> **Your goal**
Within the data below, tally the lines that contain "find" and state only the total.

> **Data provided**
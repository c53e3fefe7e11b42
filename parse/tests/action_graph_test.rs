/*
 * Copyright 2020 Nikhil Marathe <nsm.nikhil@gmail.com>
 *
 * Licensed under the Apache License, Version 2.0 (the "License");
 * you may not use this file except in compliance with the License.
 * You may obtain a copy of the License at
 *
 *     http://www.apache.org/licenses/LICENSE-2.0
 *
 * Unless required by applicable law or agreed to in writing, software
 * distributed under the License is distributed on an "AS IS" BASIS,
 * WITHOUT WARRANTIES OR CONDITIONS OF ANY KIND, either express or implied.
 * See the License for the specific language governing permissions and
 * limitations under the License.
 */

use mixbuild_parse::{
    depset_content_hash, parse_action_graph, ActionGraphError, KeyValuePair,
    BAZEL_TOOLS_DEPENDENCY_SENTINEL,
};
use serde_json::{json, Value};

const A_C_HASH: &str = "ad4573f052ff7302a57fd72c2fa41f65cadbe842043b962738f9038a38531e84";

// Fragment ids: 1 bazel-out, 2 bazel-out/a.o, 3 bazel-out/a.d, 4 a.c, 5 b.c, 6 c.c,
// 7 bazel-out/b.o.
fn fragments() -> Value {
    json!([
        {"id": 1, "label": "bazel-out"},
        {"id": 2, "label": "a.o", "parentId": 1},
        {"id": 3, "label": "a.d", "parentId": 1},
        {"id": 4, "label": "a.c"},
        {"id": 5, "label": "b.c"},
        {"id": 6, "label": "c.c"},
        {"id": 7, "label": "b.o", "parentId": 1},
    ])
}

// Artifact ids match their fragment ids.
fn artifacts() -> Value {
    json!((1..=7).map(|i| json!({"id": i, "pathFragmentId": i})).collect::<Vec<_>>())
}

fn graph(actions: Value, depsets: Value) -> Vec<u8> {
    serde_json::to_vec(&json!({
        "artifacts": artifacts(),
        "actions": actions,
        "depSetOfFiles": depsets,
        "pathFragments": fragments(),
    }))
    .unwrap()
}

#[test]
fn test_generic_action_with_depfile() {
    let input = graph(
        json!([{
            "mnemonic": "CppCompile",
            "arguments": ["cc", "-c", "a.c", "-DMSG=a b", "-o", "bazel-out/a.o"],
            "environmentVariables": [{"key": "PATH", "value": "/bin"}],
            "inputDepSetIds": [1],
            "outputIds": [2, 3],
        }]),
        json!([{"id": 1, "directArtifactIds": [4]}]),
    );
    let graph = parse_action_graph(&input).unwrap();
    assert_eq!(graph.statements.len(), 1);
    let statement = &graph.statements[0];
    assert_eq!(statement.command, "cc -c a.c '-DMSG=a b' -o bazel-out/a.o");
    assert_eq!(statement.output_paths, vec!["bazel-out/a.o"]);
    assert_eq!(statement.depfile.as_deref(), Some("bazel-out/a.d"));
    assert_eq!(statement.input_depset_hashes, vec![A_C_HASH]);
    assert_eq!(
        statement.env,
        vec![KeyValuePair {
            key: "PATH".to_owned(),
            value: "/bin".to_owned()
        }]
    );
    assert_eq!(graph.depsets.len(), 1);
    assert_eq!(graph.depsets[0].direct_artifacts, vec!["a.c"]);
}

#[test]
fn test_depset_hash_is_over_contents() {
    let input = graph(
        json!([]),
        json!([
            {"id": 10, "directArtifactIds": [5, 6], "transitiveDepSetIds": [11]},
            {"id": 11, "directArtifactIds": [4]},
        ]),
    );
    let graph = parse_action_graph(&input).unwrap();
    assert_eq!(graph.depsets.len(), 2);
    let parent = graph
        .depsets
        .iter()
        .find(|d| d.direct_artifacts.len() == 2)
        .unwrap();
    assert_eq!(parent.transitive_depset_hashes, vec![A_C_HASH]);
    assert_eq!(
        parent.content_hash,
        "194d5ce025e8217dafdc8bd3800755ba3f531be5ad064478a403eb7674c9ad98"
    );
    assert_eq!(
        parent.content_hash,
        depset_content_hash(&parent.direct_artifacts, &parent.transitive_depset_hashes)
    );
    // Sorted by hash.
    assert!(graph.depsets[0].content_hash < graph.depsets[1].content_hash);
}

#[test]
fn test_same_contents_same_hash() {
    let input = graph(
        json!([]),
        json!([
            {"id": 1, "directArtifactIds": [4]},
            {"id": 2, "directArtifactIds": [4]},
        ]),
    );
    let graph = parse_action_graph(&input).unwrap();
    assert_eq!(graph.depsets.len(), 1);
    assert_eq!(graph.depsets[0].content_hash, A_C_HASH);
}

#[test]
fn test_middleman_inputs_substitute() {
    let input = graph(
        json!([
            {"mnemonic": "Middleman", "inputDepSetIds": [2], "outputIds": [7]},
            {
                "mnemonic": "Genrule",
                "arguments": ["touch", "bazel-out/a.o"],
                "inputDepSetIds": [1],
                "outputIds": [2],
            },
        ]),
        json!([
            {"id": 1, "directArtifactIds": [7, 5]},
            {"id": 2, "directArtifactIds": [4]},
        ]),
    );
    let graph = parse_action_graph(&input).unwrap();
    assert_eq!(graph.statements.len(), 1);
    assert_eq!(graph.statements[0].mnemonic, "Genrule");
    let outer = graph
        .depsets
        .iter()
        .find(|d| d.direct_artifacts == vec!["b.c"])
        .unwrap();
    assert_eq!(outer.transitive_depset_hashes, vec![A_C_HASH]);
}

#[test]
fn test_empty_depset_gets_sentinel() {
    let input = graph(
        json!([{
            "mnemonic": "Genrule",
            "arguments": ["touch", "bazel-out/a.o"],
            "inputDepSetIds": [1],
            "outputIds": [2],
        }]),
        json!([{"id": 1}]),
    );
    let graph = parse_action_graph(&input).unwrap();
    assert_eq!(graph.depsets[0].direct_artifacts, vec![BAZEL_TOOLS_DEPENDENCY_SENTINEL]);
    let sentinel = graph
        .statements
        .iter()
        .find(|s| s.mnemonic == BAZEL_TOOLS_DEPENDENCY_SENTINEL)
        .unwrap();
    assert_eq!(sentinel.command, "touch 'BAZEL_TOOLS_DEPENDENCY_SENTINEL'");
    assert_eq!(sentinel.output_paths, vec![BAZEL_TOOLS_DEPENDENCY_SENTINEL]);
}

#[test]
fn test_bazel_tools_artifacts_dropped() {
    let input = serde_json::to_vec(&json!({
        "artifacts": [
            {"id": 1, "pathFragmentId": 2},
            {"id": 2, "pathFragmentId": 4},
            {"id": 3, "pathFragmentId": 5},
        ],
        "depSetOfFiles": [{"id": 1, "directArtifactIds": [1, 2, 3]}],
        "pathFragments": [
            {"id": 1, "label": ".."},
            {"id": 2, "label": "bazel_tools", "parentId": 1},
            {"id": 3, "label": "bin"},
            {"id": 4, "label": "py3wrapper.sh", "parentId": 3},
            {"id": 5, "label": "a.c"},
        ],
    }))
    .unwrap();
    let graph = parse_action_graph(&input).unwrap();
    assert_eq!(graph.depsets[0].direct_artifacts, vec!["a.c"]);
}

#[test]
fn test_skipped_mnemonics() {
    let actions: Vec<Value> = ["PythonZipper", "Fail", "BaselineCoverage"]
        .iter()
        .map(|m| json!({"mnemonic": m, "arguments": ["x"], "outputIds": [2]}))
        .collect();
    let graph = parse_action_graph(&graph(json!(actions), json!([]))).unwrap();
    assert!(graph.statements.is_empty());
}

#[test]
fn test_symlink_action() {
    let input = graph(
        json!([{
            "mnemonic": "SolibSymlink",
            "inputDepSetIds": [1],
            "outputIds": [2],
        }]),
        json!([{"id": 1, "directArtifactIds": [4]}]),
    );
    let graph = parse_action_graph(&input).unwrap();
    let statement = &graph.statements[0];
    assert_eq!(
        statement.command,
        "mkdir -p bazel-out && rm -f bazel-out/a.o && ln -sf $PWD/a.c bazel-out/a.o"
    );
    assert_eq!(statement.symlink_paths, vec!["bazel-out/a.o"]);
    assert_eq!(statement.input_paths, vec!["a.c"]);
    assert!(statement.input_depset_hashes.is_empty());
}

#[test]
fn test_symlink_needs_one_input() {
    let input = graph(
        json!([{"mnemonic": "Symlink", "inputDepSetIds": [1], "outputIds": [2]}]),
        json!([{"id": 1, "directArtifactIds": [4, 5]}]),
    );
    match parse_action_graph(&input) {
        Err(ActionGraphError::UnexpectedArity { inputs, .. }) => {
            assert_eq!(inputs, vec!["a.c", "b.c"])
        }
        other => panic!("unexpected {:?}", other),
    }
}

#[test]
fn test_template_expand() {
    let input = graph(
        json!([{
            "mnemonic": "TemplateExpand",
            "templateContent": "#!/bin/bash\nexec %python_binary% \"$@\" 'x'",
            "substitutions": [{"key": "%python_binary%", "value": "py3wrapper.sh"}],
            "outputIds": [2],
        }]),
        json!([]),
    );
    let graph = parse_action_graph(&input).unwrap();
    assert_eq!(
        graph.statements[0].command,
        r##"/bin/bash -c 'echo "#!/bin/bash\\nexec python3 \"\$@\" '"'"'x'"'"'" | sed "s/\\\\n/\\n/g" > bazel-out/a.o && chmod a+x bazel-out/a.o'"##
    );
}

#[test]
fn test_file_write_keeps_contents() {
    let input = graph(
        json!([{
            "mnemonic": "FileWrite",
            "fileContents": "line one\nline two $HOME",
            "outputIds": [2],
        }]),
        json!([]),
    );
    let graph = parse_action_graph(&input).unwrap();
    let statement = &graph.statements[0];
    assert_eq!(statement.command, "");
    assert_eq!(statement.file_contents, "line one\nline two $HOME");
    assert_eq!(statement.output_paths, vec!["bazel-out/a.o"]);
}

#[test]
fn test_statements_sorted() {
    let input = graph(
        json!([
            {"mnemonic": "Genrule", "arguments": ["touch"], "outputIds": [7, 2]},
            {"mnemonic": "Genrule", "arguments": ["b"], "outputIds": [7]},
            {"mnemonic": "Genrule", "arguments": ["a"], "outputIds": [2]},
        ]),
        json!([]),
    );
    let graph = parse_action_graph(&input).unwrap();
    let commands: Vec<_> = graph.statements.iter().map(|s| s.command.as_str()).collect();
    assert_eq!(commands, vec!["a", "b", "touch"]);
}

#[test]
fn test_no_command() {
    let input = graph(json!([{"mnemonic": "CppLink", "outputIds": [2]}]), json!([]));
    let err = parse_action_graph(&input).unwrap_err();
    assert_eq!(err.to_string(), "received action with no command: [CppLink]");
}

#[test]
fn test_multiple_depfiles() {
    let input = serde_json::to_vec(&json!({
        "artifacts": [{"id": 1, "pathFragmentId": 1}, {"id": 2, "pathFragmentId": 2}],
        "actions": [{"mnemonic": "Cc", "arguments": ["cc"], "outputIds": [1, 2]}],
        "pathFragments": [{"id": 1, "label": "x.d"}, {"id": 2, "label": "y.d"}],
    }))
    .unwrap();
    assert!(matches!(
        parse_action_graph(&input),
        Err(ActionGraphError::MultipleDepfiles(_, _))
    ));
}

#[test]
fn test_self_parent_fragment() {
    let input = serde_json::to_vec(&json!({
        "artifacts": [{"id": 1, "pathFragmentId": 1}],
        "pathFragments": [{"id": 1, "label": "loop", "parentId": 1}],
    }))
    .unwrap();
    assert!(matches!(
        parse_action_graph(&input),
        Err(ActionGraphError::SelfParentFragment { id: 1, .. })
    ));
}

#[test]
fn test_undefined_references() {
    let input = graph(json!([]), json!([{"id": 1, "directArtifactIds": [99]}]));
    assert!(matches!(
        parse_action_graph(&input),
        Err(ActionGraphError::UndefinedArtifact(99))
    ));

    let input = graph(json!([]), json!([{"id": 1, "transitiveDepSetIds": [5]}]));
    assert!(matches!(
        parse_action_graph(&input),
        Err(ActionGraphError::UndefinedChildDepset {
            id: 5,
            referenced_by: 1
        })
    ));

    let input = graph(
        json!([{"mnemonic": "Genrule", "arguments": ["x"], "inputDepSetIds": [3], "outputIds": [2]}]),
        json!([]),
    );
    assert!(matches!(
        parse_action_graph(&input),
        Err(ActionGraphError::UndefinedDepset(3))
    ));
}

#[test]
fn test_depset_cycle() {
    let input = graph(
        json!([]),
        json!([
            {"id": 1, "transitiveDepSetIds": [2]},
            {"id": 2, "transitiveDepSetIds": [1]},
        ]),
    );
    assert!(matches!(
        parse_action_graph(&input),
        Err(ActionGraphError::DepsetCycle(_))
    ));
}

#[test]
fn test_malformed_json() {
    assert!(matches!(
        parse_action_graph(b"{\"actions\": 3}"),
        Err(ActionGraphError::Json(_))
    ));
}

> **Expected answer**
3